▸ Extracted records

// SPDX-License-Identifier: Apache-2.0
// Copyright 2025 itsakeyfut
//
// Licensed under the Apache License, Version 2.0 (the "License");
// you may not use this file except in compliance with the License.
// You may obtain a copy of the License at
//
//     http://www.apache.org/licenses/LICENSE-2.0
//
// Unless required by applicable law or agreed to in writing, software
// distributed under the License is distributed on an "AS IS" BASIS,
// WITHOUT WARRANTIES OR CONDITIONS OF ANY KIND, either express or implied.
// See the License for the specific language governing permissions and
// limitations under the License.

//! Scenario tests driving `Gpu::rasterize_triangle` end to end

use super::{vertex, BLUE, RED, WHITE};
use crate::core::fixed::Fixed;
use crate::core::gpu::render::blend::blend_rgba;
use crate::core::gpu::render::setup::TriangleSetup;
use crate::core::gpu::{
    AlphaSource, BlendFactor, BlendState, DepthFunc, DrawCommand, Gpu, RenderConfig, Rgba8,
    TextureFilter, TextureFormat, Vertex,
};
use crate::core::memory::TextureMemory;

const RED_565: u16 = 0xF800;
const BLUE_565: u16 = 0x001F;

fn no_depth() -> RenderConfig {
    let mut config = RenderConfig::default();
    config.depth.test_enable = false;
    config
}

// ============================================================================
// Coverage
// ============================================================================

#[test]
fn test_quad_shared_edge_covers_each_pixel_once() {
    // Convex quad split along the a-c diagonal
    let a = vertex(3, 1, WHITE, 0.0);
    let b = vertex(14, 4, WHITE, 0.0);
    let c = vertex(12, 13, WHITE, 0.0);
    let d = vertex(2, 10, WHITE, 0.0);
    let corners = [(3.0, 1.0), (14.0, 4.0), (12.0, 13.0), (2.0, 10.0)];

    let t1 = TriangleSetup::new(&a, &b, &c, 16, 16);
    let t2 = TriangleSetup::new(&a, &c, &d, 16, 16);

    for y in 0..16 {
        for x in 0..16 {
            let count = t1.covers(x, y) as u32 + t2.covers(x, y) as u32;
            assert!(count <= 1, "pixel ({}, {}) covered twice", x, y);

            let (px, py) = (x as f64 + 0.5, y as f64 + 0.5);
            let strictly_inside = (0..4).all(|i| {
                let (x0, y0) = corners[i];
                let (x1, y1) = corners[(i + 1) % 4];
                (x1 - x0) * (py - y0) - (y1 - y0) * (px - x0) > 0.0
            });
            if strictly_inside {
                assert_eq!(count, 1, "pixel ({}, {}) missed", x, y);
            }
        }
    }

    // Same through the full pipeline: additive blending would expose overdraw
    let mut gpu = Gpu::new(16, 16);
    let mut config = no_depth();
    config.blend = BlendState {
        enable: true,
        src_factor: BlendFactor::One,
        dst_factor: BlendFactor::One,
        ..BlendState::default()
    };
    gpu.draw_indexed_triangles(&[a, b, c, d], &[0, 1, 2, 0, 2, 3], &config);

    let expected: u64 = (0..16)
        .flat_map(|y| (0..16).map(move |x| (x, y)))
        .filter(|&(x, y)| t1.covers(x, y) || t2.covers(x, y))
        .count() as u64;
    assert_eq!(gpu.stats().pixels_drawn, expected);
}

#[test]
fn test_subpixel_diagonal_split_leaves_no_gap() {
    // Square just over 5 pixels wide, split along its main diagonal. The
    // odd raw coordinates put every diagonal pixel center on a half ulp.
    let far = Fixed::from_raw(0x5_0001);
    let a = Vertex::new(Fixed::ZERO, Fixed::ZERO);
    let b = Vertex::new(far, far);
    let c = Vertex::new(Fixed::ZERO, far);
    let d = Vertex::new(far, Fixed::ZERO);

    let t1 = TriangleSetup::new(&a, &b, &c, 8, 8);
    let t2 = TriangleSetup::new(&b, &a, &d, 8, 8);

    for y in 0..8 {
        for x in 0..8 {
            let count = t1.covers(x, y) as u32 + t2.covers(x, y) as u32;
            let expected = u32::from(x < 5 && y < 5);
            assert_eq!(count, expected, "pixel ({}, {}) covered {} times", x, y, count);
        }
    }

    let mut gpu = Gpu::new(8, 8);
    gpu.draw_triangles(&[a, b, c, b, a, d], &no_depth());
    assert_eq!(gpu.stats().pixels_drawn, 25);
    for i in 0..5 {
        assert_eq!(gpu.read_pixel(i, i), 0xFFFF, "diagonal pixel ({}, {})", i, i);
    }
}

#[test]
fn test_axis_aligned_quad_fills_rectangle() {
    let mut gpu = Gpu::new(16, 16);
    let quad = [
        vertex(2, 2, RED, 0.5),
        vertex(10, 2, RED, 0.5),
        vertex(10, 6, RED, 0.5),
        vertex(2, 6, RED, 0.5),
    ];
    gpu.draw_indexed_triangles(&quad, &[0, 1, 2, 0, 2, 3], &RenderConfig::default());

    for y in 0..16 {
        for x in 0..16 {
            let inside = (2..10).contains(&x) && (2..6).contains(&y);
            let expected = if inside { RED_565 } else { 0 };
            assert_eq!(gpu.read_pixel(x, y), expected, "pixel ({}, {})", x, y);
        }
    }
    assert_eq!(gpu.stats().pixels_drawn, 32);
}

#[test]
fn test_degenerate_triangle_is_culled() {
    let mut gpu = Gpu::new(16, 16);
    let v = vertex(4, 4, RED, 0.5);
    gpu.rasterize_triangle(&v, &vertex(8, 8, RED, 0.5), &vertex(12, 12, RED, 0.5), &RenderConfig::default());

    let stats = gpu.stats();
    assert_eq!(stats.triangles_submitted, 1);
    assert_eq!(stats.triangles_culled, 1);
    assert_eq!(stats.pixels_drawn, 0);
    assert!(gpu.color_buffer().pixels().iter().all(|&p| p == 0));
}

#[test]
fn test_offscreen_parts_are_dropped_not_clamped() {
    let mut gpu = Gpu::new(16, 16);
    let v0 = vertex(4, -6, RED, 0.5);
    let v1 = vertex(24, 8, RED, 0.5);
    let v2 = vertex(-4, 20, RED, 0.5);
    gpu.rasterize_triangle(&v0, &v1, &v2, &no_depth());

    // Every stored pixel matches direct coverage, including the last column
    // and row, which would be smeared by clamping
    let setup = TriangleSetup::new(&v0, &v1, &v2, 16, 16);
    let mut covered = 0;
    for y in 0..16 {
        for x in 0..16 {
            let expected = if setup.covers(x, y) { RED_565 } else { 0 };
            assert_eq!(gpu.read_pixel(x, y), expected, "pixel ({}, {})", x, y);
            covered += setup.covers(x, y) as u64;
        }
    }
    assert_eq!(gpu.stats().pixels_drawn, covered);
    // The triangle crosses the last column rather than filling it
    assert!((0..16).any(|y| setup.covers(15, y)));
    assert!((0..16).any(|y| !setup.covers(15, y)));
}

#[test]
fn test_entirely_offscreen_triangle_draws_nothing() {
    let mut gpu = Gpu::new(16, 16);
    gpu.rasterize_triangle(
        &vertex(20, 20, RED, 0.5),
        &vertex(30, 20, RED, 0.5),
        &vertex(20, 30, RED, 0.5),
        &RenderConfig::default(),
    );
    assert_eq!(gpu.stats().pixels_drawn, 0);
    assert_eq!(gpu.stats().triangles_culled, 0);
}

// ============================================================================
// Depth
// ============================================================================

fn overlapping_pair() -> ([Vertex; 3], [Vertex; 3]) {
    let front = [
        vertex(0, 0, RED, 0.3),
        vertex(12, 0, RED, 0.3),
        vertex(0, 12, RED, 0.3),
    ];
    let back = [
        vertex(4, 4, BLUE, 0.7),
        vertex(16, 4, BLUE, 0.7),
        vertex(4, 16, BLUE, 0.7),
    ];
    (front, back)
}

#[test]
fn test_depth_less_keeps_front_triangle() {
    let (front, back) = overlapping_pair();
    let config = RenderConfig::default();

    for order in [[&back, &front], [&front, &back]] {
        let mut gpu = Gpu::new(16, 16);
        for tri in order {
            gpu.rasterize_triangle(&tri[0], &tri[1], &tri[2], &config);
        }
        // (5, 5) lies in both triangles
        assert_eq!(gpu.read_pixel(5, 5), RED_565);
        assert_eq!(gpu.read_depth(5, 5), Fixed::from_f32(0.3).raw() as u16);
        // Back-only pixel
        assert_eq!(gpu.read_pixel(7, 7), BLUE_565);
        // Front-only pixel
        assert_eq!(gpu.read_pixel(1, 1), RED_565);
    }
}

#[test]
fn test_depth_disabled_is_painters_order() {
    let (front, back) = overlapping_pair();
    let config = no_depth();

    let mut gpu = Gpu::new(16, 16);
    gpu.rasterize_triangle(&front[0], &front[1], &front[2], &config);
    gpu.rasterize_triangle(&back[0], &back[1], &back[2], &config);
    assert_eq!(gpu.read_pixel(5, 5), BLUE_565);
    // Depth buffer untouched
    assert_eq!(gpu.read_depth(5, 5), 0xFFFF);
}

#[test]
fn test_depth_rejections_are_counted() {
    let (front, back) = overlapping_pair();
    let config = RenderConfig::default();

    let mut gpu = Gpu::new(16, 16);
    gpu.rasterize_triangle(&front[0], &front[1], &front[2], &config);
    let front_pixels = gpu.stats().pixels_drawn;
    gpu.rasterize_triangle(&back[0], &back[1], &back[2], &config);

    let stats = gpu.stats();
    assert!(stats.pixels_rejected > 0);
    assert_eq!(stats.triangles_submitted, 2);
    assert!(stats.pixels_drawn > front_pixels);
}

#[test]
fn test_depth_func_never_and_write_disable() {
    let (front, _) = overlapping_pair();
    let mut config = RenderConfig::default();

    config.depth.func = DepthFunc::Never;
    let mut gpu = Gpu::new(16, 16);
    gpu.rasterize_triangle(&front[0], &front[1], &front[2], &config);
    assert_eq!(gpu.stats().pixels_drawn, 0);

    config.depth.func = DepthFunc::Always;
    config.depth.write_enable = false;
    gpu.rasterize_triangle(&front[0], &front[1], &front[2], &config);
    assert_eq!(gpu.read_pixel(1, 1), RED_565);
    assert_eq!(gpu.read_depth(1, 1), 0xFFFF);
}

// ============================================================================
// Blending
// ============================================================================

#[test]
fn test_half_alpha_red_over_blue() {
    let state = BlendState {
        enable: true,
        src_factor: BlendFactor::SrcAlpha,
        dst_factor: BlendFactor::OneMinusSrcAlpha,
        alpha_source: AlphaSource::Constant,
        constant_alpha: 128,
    };
    let mixed = blend_rgba(&state, Rgba8::new(255, 0, 0, 128), Rgba8::new(0, 0, 255, 255));
    assert!((mixed.r as i32 - 128).abs() <= 1, "red = {}", mixed.r);
    assert!((mixed.b as i32 - 128).abs() <= 1, "blue = {}", mixed.b);
    assert_eq!(mixed.g, 0);

    // End to end the same mix lands in the buffer packed to RGB565
    let mut gpu = Gpu::new(16, 16);
    gpu.clear_color(BLUE_565);
    let mut config = no_depth();
    config.blend = state;
    gpu.rasterize_triangle(
        &vertex(0, 0, RED, 0.0),
        &vertex(16, 0, RED, 0.0),
        &vertex(0, 16, RED, 0.0),
        &config,
    );
    assert_eq!(gpu.read_pixel(2, 2), mixed.to_rgb565());
}

#[test]
fn test_vertex_alpha_blending() {
    let mut gpu = Gpu::new(16, 16);
    gpu.clear_color(0xFFFF);
    let config = RenderConfig::alpha_blended();
    let clear = |x: i32, y: i32| {
        Vertex::new(Fixed::from_int(x), Fixed::from_int(y))
            .with_color(Fixed::ZERO, Fixed::ZERO, Fixed::ZERO, Fixed::ZERO)
    };
    gpu.rasterize_triangle(&clear(0, 0), &clear(16, 0), &clear(0, 16), &config);
    // Fully transparent black leaves white untouched
    assert_eq!(gpu.read_pixel(1, 1), 0xFFFF);
}

// ============================================================================
// Texturing
// ============================================================================

fn textured_quad() -> [Vertex; 4] {
    let corner = |x: i32, y: i32, u: f32, v: f32| {
        Vertex::new(Fixed::from_int(x), Fixed::from_int(y)).with_uv(Fixed::from_f32(u), Fixed::from_f32(v))
    };
    [
        corner(0, 0, 0.0, 0.0),
        corner(8, 0, 1.0, 0.0),
        corner(8, 8, 1.0, 1.0),
        corner(0, 8, 0.0, 1.0),
    ]
}

#[test]
fn test_checkerboard_texture_nearest() {
    let mut gpu = Gpu::new(8, 8);
    gpu.set_texture(TextureMemory::checkerboard(2, 1, 0xFFFF, 0x0000).unwrap());

    let mut config = no_depth();
    config.texture.enable = true;
    config.texture.modulate = false;
    gpu.draw_indexed_triangles(&textured_quad(), &[0, 1, 2, 0, 2, 3], &config);

    assert_eq!(gpu.read_pixel(1, 1), 0xFFFF);
    assert_eq!(gpu.read_pixel(5, 1), 0x0000);
    assert_eq!(gpu.read_pixel(1, 5), 0x0000);
    assert_eq!(gpu.read_pixel(5, 5), 0xFFFF);
}

#[test]
fn test_uniform_texture_bilinear_modulated_by_white() {
    let mut gpu = Gpu::new(8, 8);
    gpu.load_texture(4, 4, &[0x07E0; 16], TextureFormat::Rgb565).unwrap();

    let mut config = no_depth();
    config.texture.enable = true;
    config.texture.filter = TextureFilter::Bilinear;
    config.texture.modulate = false;
    gpu.draw_indexed_triangles(&textured_quad(), &[0, 1, 2, 0, 2, 3], &config);

    assert!(gpu.color_buffer().pixels().iter().all(|&p| p == 0x07E0));
}

#[test]
fn test_texture_alpha_source_without_texture_is_opaque() {
    let mut gpu = Gpu::new(8, 8);
    gpu.clear_color(BLUE_565);
    let mut config = no_depth();
    config.blend = BlendState {
        enable: true,
        src_factor: BlendFactor::SrcAlpha,
        dst_factor: BlendFactor::OneMinusSrcAlpha,
        alpha_source: AlphaSource::Texture,
        constant_alpha: 0,
    };
    gpu.rasterize_triangle(
        &vertex(0, 0, RED, 0.0),
        &vertex(8, 0, RED, 0.0),
        &vertex(0, 8, RED, 0.0),
        &config,
    );
    // Alpha 255: (255*255 + 128) >> 8 = 254 red, (255*0 + 128) >> 8 = 0 blue
    assert_eq!(gpu.read_pixel(1, 1), RED_565);
}

// ============================================================================
// Command submission
// ============================================================================

#[test]
fn test_indexed_draw_skips_bad_indices() {
    let mut gpu = Gpu::new(16, 16);
    let verts = [vertex(0, 0, RED, 0.5), vertex(8, 0, RED, 0.5), vertex(0, 8, RED, 0.5)];
    gpu.draw_indexed_triangles(&verts, &[0, 1, 2, 0, 1, 9], &RenderConfig::default());
    assert_eq!(gpu.stats().triangles_submitted, 1);
    assert!(gpu.stats().pixels_drawn > 0);
}

#[test]
fn test_submit_commands_in_order() {
    let (front, back) = overlapping_pair();
    let config = no_depth();
    let commands = [
        DrawCommand::new(back[0], back[1], back[2], config),
        DrawCommand::new(front[0], front[1], front[2], config),
    ];

    let mut gpu = Gpu::new(16, 16);
    gpu.submit_all(&commands);
    assert_eq!(gpu.read_pixel(5, 5), RED_565);
    assert_eq!(gpu.stats().triangles_submitted, 2);
}

#[test]
fn test_triangle_list_ignores_trailing_vertices() {
    let mut gpu = Gpu::new(16, 16);
    let verts = [
        vertex(0, 0, RED, 0.5),
        vertex(8, 0, RED, 0.5),
        vertex(0, 8, RED, 0.5),
        vertex(9, 9, RED, 0.5),
    ];
    gpu.draw_triangles(&verts, &RenderConfig::default());
    assert_eq!(gpu.stats().triangles_submitted, 1);
}

#[test]
fn test_reset_clears_buffers_and_stats() {
    let (front, _) = overlapping_pair();
    let mut gpu = Gpu::new(16, 16);
    gpu.rasterize_triangle(&front[0], &front[1], &front[2], &RenderConfig::default());
    gpu.reset();
    assert_eq!(gpu.stats().pixels_drawn, 0);
    assert_eq!(gpu.read_pixel(1, 1), 0);
    assert_eq!(gpu.read_depth(1, 1), 0xFFFF);
}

▸ The problem
Please, starting with the first line of the material above, write out each line exactly and finish on the line that includes "const RED_565: u16 = 0xF800;".

▸ Expected answer
// SPDX-License-Identifier: Apache-2.0
// Copyright 2025 itsakeyfut
//
// Licensed under the Apache License, Version 2.0 (the "License");
// you may not use this file except in compliance with the License.
// You may obtain a copy of the License at
//
//     http://www.apache.org/licenses/LICENSE-2.0
//
// Unless required by applicable law or agreed to in writing, software
// distributed under the License is distributed on an "AS IS" BASIS,
// WITHOUT WARRANTIES OR CONDITIONS OF ANY KIND, either express or implied.
// See the License for the specific language governing permissions and
// limitations under the License.

//! Scenario tests driving `Gpu::rasterize_triangle` end to end

use super::{vertex, BLUE, RED, WHITE};
use crate::core::fixed::Fixed;
use crate::core::gpu::render::blend::blend_rgba;
use crate::core::gpu::render::setup::TriangleSetup;
use crate::core::gpu::{
    AlphaSource, BlendFactor, BlendState, DepthFunc, DrawCommand, Gpu, RenderConfig, Rgba8,
    TextureFilter, TextureFormat, Vertex,
};
use crate::core::memory::TextureMemory;

const RED_565: u16 = 0xF800;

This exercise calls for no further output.